Le syndrome du cirque : Jakob Schubert démonte l’escalade moderne
Dix ans après l’ouverture de BLOC House, Jakob Schubert, grimpeur de légende, revient à Graz (Autriche). Pas pour enchaîner des blocs, mais pour décocher des vérités bien senties. Entre son regard critique sur les compétitions, son analyse des JO et son retour à l’escalade sur rocher, Jakob trace la ligne : l’escalade est à un carrefour, et tout le monde ne semble pas bien assuré.
Les jeux : vitrine ou fardeau ?
Pour Jakob Schubert, les Jeux Olympiques, c’est un Everest émotionnel. « On s’entraîne si intensément pour cet objectif monumental que, quand c’est fini, c’est un soulagement. Pas que je n’aie pas aimé, j’ai adoré être là-bas, mais mentalement, c’est dur. » Une course contre soi-même qui laisse des traces. Après une semaine de repos post-JO, il avoue que « même se reposer semble mauvais pour [son] corps. »
Mais au-delà de l’effort, il y a la portée. « Les Jeux Olympiques, c’est le plus grand événement sportif au monde. Cela attire des gens qui n’en avaient jamais entendu parler. Voir des enfants découvrir la grimpe grâce à ça, c’est génial. » Cette exposition, il la juge essentielle pour un sport encore jeune dans l’arène mondiale.
Pour autant, les JO ne viennent pas sans sacrifices. Le calendrier des compétitions en souffre :
« Les meilleurs grimpeurs privilégient les qualifications olympiques et les Championnats du monde, laissant de côté les Coupes du monde. Cela affaiblit tout le circuit. »
Salles bondées, falaises en surchauffe
Avec la multiplication des salles d’escalade, l’engouement pour la discipline n’a jamais été aussi fort. Mais Jakob soulève un point crucial : que se passe-t-il lorsque les grimpeurs urbains débarquent en falaise ?
« Si tous les grimpeurs qui commencent dans une salle vont grimper dehors, ce sera un énorme défi. Beaucoup ne savent pas comment se comporter dans la nature. »
Pour lui, cette ignorance n’est pas une fatalité, mais le fruit d’un manque d’éducation. « Les athlètes, les salles, les gens qui donnent des cours – on doit tous mieux communiquer les règles. Mais aujourd’hui, c’est un vide. Personne ne s’y attelle vraiment. » Le résultat ? Des comportements inadaptés qui mettent en danger les espaces naturels déjà fragiles.
Le syndrome du cirque
Quand Jakob parle des compétitions de bloc, le constat est sans appel : « Trop souvent, les compétitions ont beaucoup trop de trucs fous. » Il critique une tendance où la créativité des ouvreurs vire à la surenchère : dynamiques absurdes, mouvements aléatoires, blocs conceptuels.

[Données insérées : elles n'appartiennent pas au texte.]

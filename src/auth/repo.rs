use crate::auth::repo_types::{FlowKind, Role, Session, User, VerificationRecord};
use sqlx::PgPool;
use time::{Date, OffsetDateTime};
use uuid::Uuid;

const USER_COLUMNS: &str = "id, name, username, email, contact_number, password_hash, \
     date_of_birth, gender, role, verified, created_at, updated_at";

/// Insert payload for a new user. The password is already hashed by the time
/// it reaches the repo.
#[derive(Debug, Clone)]
pub struct NewUser {
    pub name: String,
    pub username: Option<String>,
    pub email: Option<String>,
    pub contact_number: String,
    pub password_hash: String,
    pub date_of_birth: Option<Date>,
    pub gender: Option<String>,
    pub role: Role,
}

impl User {
    pub async fn find_by_id(db: &PgPool, id: Uuid) -> anyhow::Result<Option<User>> {
        let user = sqlx::query_as::<_, User>(&format!(
            "SELECT {USER_COLUMNS} FROM users WHERE id = $1"
        ))
        .bind(id)
        .fetch_optional(db)
        .await?;
        Ok(user)
    }

    pub async fn find_by_email(db: &PgPool, email: &str) -> anyhow::Result<Option<User>> {
        let user = sqlx::query_as::<_, User>(&format!(
            "SELECT {USER_COLUMNS} FROM users WHERE email = $1"
        ))
        .bind(email)
        .fetch_optional(db)
        .await?;
        Ok(user)
    }

    pub async fn find_by_contact_number(db: &PgPool, number: &str) -> anyhow::Result<Option<User>> {
        let user = sqlx::query_as::<_, User>(&format!(
            "SELECT {USER_COLUMNS} FROM users WHERE contact_number = $1"
        ))
        .bind(number)
        .fetch_optional(db)
        .await?;
        Ok(user)
    }

    pub async fn find_by_username(db: &PgPool, username: &str) -> anyhow::Result<Option<User>> {
        let user = sqlx::query_as::<_, User>(&format!(
            "SELECT {USER_COLUMNS} FROM users WHERE username = $1"
        ))
        .bind(username)
        .fetch_optional(db)
        .await?;
        Ok(user)
    }

    pub async fn create(db: &PgPool, new: &NewUser) -> anyhow::Result<User> {
        let user = sqlx::query_as::<_, User>(&format!(
            "INSERT INTO users \
             (name, username, email, contact_number, password_hash, date_of_birth, gender, role) \
             VALUES ($1, $2, $3, $4, $5, $6, $7, $8) \
             RETURNING {USER_COLUMNS}"
        ))
        .bind(&new.name)
        .bind(&new.username)
        .bind(&new.email)
        .bind(&new.contact_number)
        .bind(&new.password_hash)
        .bind(new.date_of_birth)
        .bind(&new.gender)
        .bind(new.role)
        .fetch_one(db)
        .await?;
        Ok(user)
    }

    /// Replace the stored hash. Returns false when the user no longer exists.
    pub async fn update_password(db: &PgPool, id: Uuid, password_hash: &str) -> anyhow::Result<bool> {
        let result = sqlx::query(
            "UPDATE users SET password_hash = $2, updated_at = now() WHERE id = $1",
        )
        .bind(id)
        .bind(password_hash)
        .execute(db)
        .await?;
        Ok(result.rows_affected() > 0)
    }

    pub async fn mark_verified(db: &PgPool, id: Uuid) -> anyhow::Result<bool> {
        let result = sqlx::query(
            "UPDATE users SET verified = TRUE, updated_at = now() WHERE id = $1",
        )
        .bind(id)
        .execute(db)
        .await?;
        Ok(result.rows_affected() > 0)
    }
}

impl Session {
    pub async fn create(
        db: &PgPool,
        user_id: Uuid,
        token: &str,
        ip: &str,
        expires_at: OffsetDateTime,
    ) -> anyhow::Result<Session> {
        let session = sqlx::query_as::<_, Session>(
            r#"
            INSERT INTO sessions (user_id, token, ip, expires_at)
            VALUES ($1, $2, $3, $4)
            RETURNING id, user_id, token, ip, expires_at, created_at
            "#,
        )
        .bind(user_id)
        .bind(token)
        .bind(ip)
        .bind(expires_at)
        .fetch_one(db)
        .await?;
        Ok(session)
    }

    /// Whether this refresh token is still on ledger for this user. Gatekeeps
    /// refresh: a revoked session fails here even while the signature is valid.
    pub async fn exists(db: &PgPool, user_id: Uuid, token: &str) -> anyhow::Result<bool> {
        let found: bool = sqlx::query_scalar(
            "SELECT EXISTS (SELECT 1 FROM sessions WHERE user_id = $1 AND token = $2)",
        )
        .bind(user_id)
        .bind(token)
        .fetch_one(db)
        .await?;
        Ok(found)
    }

    /// Remove a session. Returns false when the token was already absent,
    /// which callers treat as success (logout is idempotent).
    pub async fn delete_by_token(db: &PgPool, token: &str) -> anyhow::Result<bool> {
        let result = sqlx::query("DELETE FROM sessions WHERE token = $1")
            .bind(token)
            .execute(db)
            .await?;
        Ok(result.rows_affected() > 0)
    }
}

impl VerificationRecord {
    /// Drop any prior record for (user, flow) and insert the new one, so only
    /// the most recently issued code remains valid. Delete-then-insert is
    /// sufficient here: concurrent requests race last-write-wins by design.
    pub async fn replace_active(
        db: &PgPool,
        user_id: Uuid,
        flow: FlowKind,
        code: &str,
        token: &str,
        ip: &str,
        expires_at: OffsetDateTime,
    ) -> anyhow::Result<VerificationRecord> {
        sqlx::query("DELETE FROM verification_tokens WHERE user_id = $1 AND flow = $2")
            .bind(user_id)
            .bind(flow)
            .execute(db)
            .await?;
        let record = sqlx::query_as::<_, VerificationRecord>(
            r#"
            INSERT INTO verification_tokens (user_id, flow, code, token, ip, expires_at)
            VALUES ($1, $2, $3, $4, $5, $6)
            RETURNING id, user_id, flow, code, token, ip, expires_at, created_at
            "#,
        )
        .bind(user_id)
        .bind(flow)
        .bind(code)
        .bind(token)
        .bind(ip)
        .bind(expires_at)
        .fetch_one(db)
        .await?;
        Ok(record)
    }

    pub async fn find_by_code(
        db: &PgPool,
        code: &str,
        flow: FlowKind,
    ) -> anyhow::Result<Option<VerificationRecord>> {
        let record = sqlx::query_as::<_, VerificationRecord>(
            r#"
            SELECT id, user_id, flow, code, token, ip, expires_at, created_at
            FROM verification_tokens
            WHERE code = $1 AND flow = $2
            "#,
        )
        .bind(code)
        .bind(flow)
        .fetch_optional(db)
        .await?;
        Ok(record)
    }

    pub async fn delete_active(db: &PgPool, user_id: Uuid, flow: FlowKind) -> anyhow::Result<()> {
        sqlx::query("DELETE FROM verification_tokens WHERE user_id = $1 AND flow = $2")
            .bind(user_id)
            .bind(flow)
            .execute(db)
            .await?;
        Ok(())
    }
}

« Il y a des compétitions où la force digitale et la tension corporelle ne comptent pas du tout. Et ça, c’est clairement un problème. »
Pour Jakob, ces fondamentaux doivent rester au cœur du bloc, sans quoi il devient un sport complètement déconnecté de l’escalade sur rocher.
Le problème ne s’arrête pas là. L’aléatoire impacte directement la compétition : « Si un grimpeur comme Sohta Amagasa gagne une Coupe du monde à Innsbruck et ne passe même pas en demi-finale à la suivante, c’est étrange. On perd en lisibilité. » Et avec elle, la possibilité de créer des icônes. « Regardez le tennis : Federer, Djokovic, Nadal – leur constance a construit le sport. Dans le bloc, on manque de figures régulières. »
DNA : retour aux racines
Fatigué par les tumultes des compétitions, Jakob se concentre sur son premier amour : le rocher.
« Je voulais grimper dehors, juste pour le plaisir. J’ai passé trois semaines à Majorque, à faire du deep water solo, et maintenant, je pars dans le Verdon pour essayer 'DNA'. »
Cette voie, cotée 9c et signée Seb Bouin, représente plus qu’un défi technique : c’est une quête de pureté et un retour à l’essence de l’escalade. « Ce qui me motive, c’est partager cette passion. Si plus de gens découvrent cette joie, c’est une victoire. »
Dans cette interview publiée par BLOC House, Jakob Schubert trace une critique claire et passionnée des dérives de l’escalade moderne. Entre la surenchère des blocs compétitifs, les paradoxes des JO et l’explosion des salles, il appelle à un rééquilibrage essentiel. Une prise de hauteur bienvenue, à l’image de son style : puissant, précis, et ancré dans les réalités du terrain.